A study of the experimental and theoretical infrared, Raman, 1H and 13C NMR spectra of the biochemicals valeric and valproic acids

Abstract The structural stability, vibrational, 1 H and 13 C NMR spectra of valeric and valproic acids were investigated by the B3LYP calculations with the 6-311G ** basis set. Valeric acid is predicted to exist predominantly in the planar cis form (80% abundance). Valproic acid is predicted to have an equilibrium mixture of 68% gauche - 1 and 32% gauche - 2 structures at 298.15 K. The spectral feature of the O H stretching mode in the infrared spectra of both acids suggests the presence of strong H-bonding in the condensed phase of valeric acid and weak H-bonding in the case of valproic acid.

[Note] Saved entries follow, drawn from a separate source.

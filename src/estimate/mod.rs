//! Estimator strategies and their shared result types.
//!
//! Every estimator consumes the same substrate — a source [`Layer`], a
//! target [`Layer`] and a precomputed [`Overlay`] — and produces an
//! [`EstimateSet`]: one estimate per target feature plus per-target metadata
//! (coverage fraction, uncertainty where the method supports it) and a
//! convergence report for the iterative methods. The [`Estimator`] enum lets
//! callers swap methods without touching the overlay/weight substrate.

mod areal;
mod dasymetric;
mod geobootstrap;
mod pycno;
mod regression;

pub use areal::{ArealConfig, Variable};
pub use dasymetric::{DasymetricConfig, MaskMode};
pub use geobootstrap::{DecayKernel, GeobootstrapConfig, Spread, Statistic};
pub use pycno::PycnoConfig;
pub use regression::{fit as fit_regression, Family, FittedModel, RegressionConfig};

use crate::error::{Error, Result};
use crate::layer::{FeatureId, Layer};
use crate::overlay::Overlay;

/// Outcome classification for a single target feature.
#[derive(Debug, Clone)]
pub enum EstimateStatus {
    /// The estimator produced a value.
    Estimated,
    /// The target has no overlap with any source; its value is 0 by
    /// convention and should be read together with this flag.
    Uncovered,
    /// The estimator failed for this target only (the batch proceeded).
    /// The value is NaN so it cannot be consumed unnoticed.
    Failed(Error),
}

impl EstimateStatus {
    /// True for targets that received a usable estimate.
    #[inline]
    pub fn is_estimated(&self) -> bool {
        matches!(self, EstimateStatus::Estimated)
    }
}

/// One interpolated value with its per-target metadata record.
#[derive(Debug, Clone)]
pub struct TargetEstimate {
    pub id: FeatureId,
    pub value: f64,
    /// Fraction of the target area covered by sources, in [0, 1].
    pub coverage: f64,
    /// Method-dependent uncertainty (prediction standard error, bootstrap
    /// spread). None for the deterministic area-based methods.
    pub uncertainty: Option<f64>,
    pub status: EstimateStatus,
}

/// Convergence diagnostics for the iterative methods (regression IRLS,
/// pycnophylactic smoothing).
#[derive(Debug, Clone, Copy)]
pub struct ConvergenceReport {
    pub converged: bool,
    pub iterations: usize,
    /// Maximum change observed in the final iteration.
    pub delta: f64,
}

/// The result of one estimator invocation: per-target estimates in target
/// layer order, under the attribute column name they belong to.
#[derive(Debug, Clone)]
pub struct EstimateSet {
    pub column: String,
    pub estimates: Vec<TargetEstimate>,
    pub convergence: Option<ConvergenceReport>,
}

impl EstimateSet {
    /// Estimated values in target layer order (NaN for failed targets).
    pub fn values(&self) -> Vec<f64> {
        self.estimates.iter().map(|e| e.value).collect()
    }

    /// Sum of values over targets with a usable estimate.
    pub fn total(&self) -> f64 {
        self.estimates.iter()
            .filter(|e| e.status.is_estimated())
            .map(|e| e.value)
            .sum()
    }

    /// Targets flagged as uncovered or failed.
    pub fn flagged(&self) -> impl Iterator<Item = &TargetEstimate> + '_ {
        self.estimates.iter().filter(|e| !e.status.is_estimated())
    }

    /// Copy of the target layer with this estimate attached as a column.
    pub fn apply_to(&self, targets: &Layer) -> Layer {
        assert_eq!(self.estimates.len(), targets.len(), "estimate/layer length mismatch");
        targets.with_column(&self.column, &self.values())
    }
}

/// An areal interpolation strategy with its configuration.
///
/// All variants redistribute source values onto targets through the shared
/// overlay substrate; they differ in how weights are derived and what
/// numerical model sits on top.
#[derive(Debug, Clone)]
pub enum Estimator {
    /// Proportional-area redistribution (uniform density per source).
    ArealWeighting(ArealConfig),
    /// Binary-mask-refined redistribution.
    Dasymetric(DasymetricConfig),
    /// OLS/GLM fit on source covariates, prediction at targets.
    Regression(RegressionConfig),
    /// Tobler's mass-preserving grid smoother.
    Pycnophylactic(PycnoConfig),
    /// Distance-decay bootstrap simulation (point estimate + spread).
    Geobootstrap(GeobootstrapConfig),
}

impl Estimator {
    /// Run the estimator against a source/target pair and their overlay.
    ///
    /// The overlay is computed once per layer pair (see [`Overlay::compute`])
    /// and can be reused across estimator invocations.
    pub fn estimate(
        &self,
        sources: &Layer,
        targets: &Layer,
        overlay: &Overlay,
    ) -> Result<EstimateSet> {
        match self {
            Estimator::ArealWeighting(config) => areal::estimate(sources, targets, overlay, config),
            Estimator::Dasymetric(config) => dasymetric::estimate(sources, targets, overlay, config),
            Estimator::Regression(config) => regression::estimate(sources, targets, overlay, config),
            Estimator::Pycnophylactic(config) => pycno::estimate(sources, targets, overlay, config),
            Estimator::Geobootstrap(config) => geobootstrap::estimate(sources, targets, overlay, config),
        }
    }
}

The harmonic and anharmonic vibrational wavenumbers were computed at the B3LYP level of theory and tentative vibrational assignments were provided on the basis of combined theoretical and experimental infrared and Raman data of the molecules. Not all of the calculated anharmonic wavenumbers showed a consistent trend with the observed wavenumbers. The 1 H and 13 C NMR spectra of both acids were interpreted by experimental and DFT calculated chemical shifts of the two acids. The RMSD between experimental and theoretical 1 H and 13 C chemical shifts for valeric acid is 1.8 and 3.8 ppm, whereas for valproic acid, it is 1.4 and 4.5 ppm, respectively.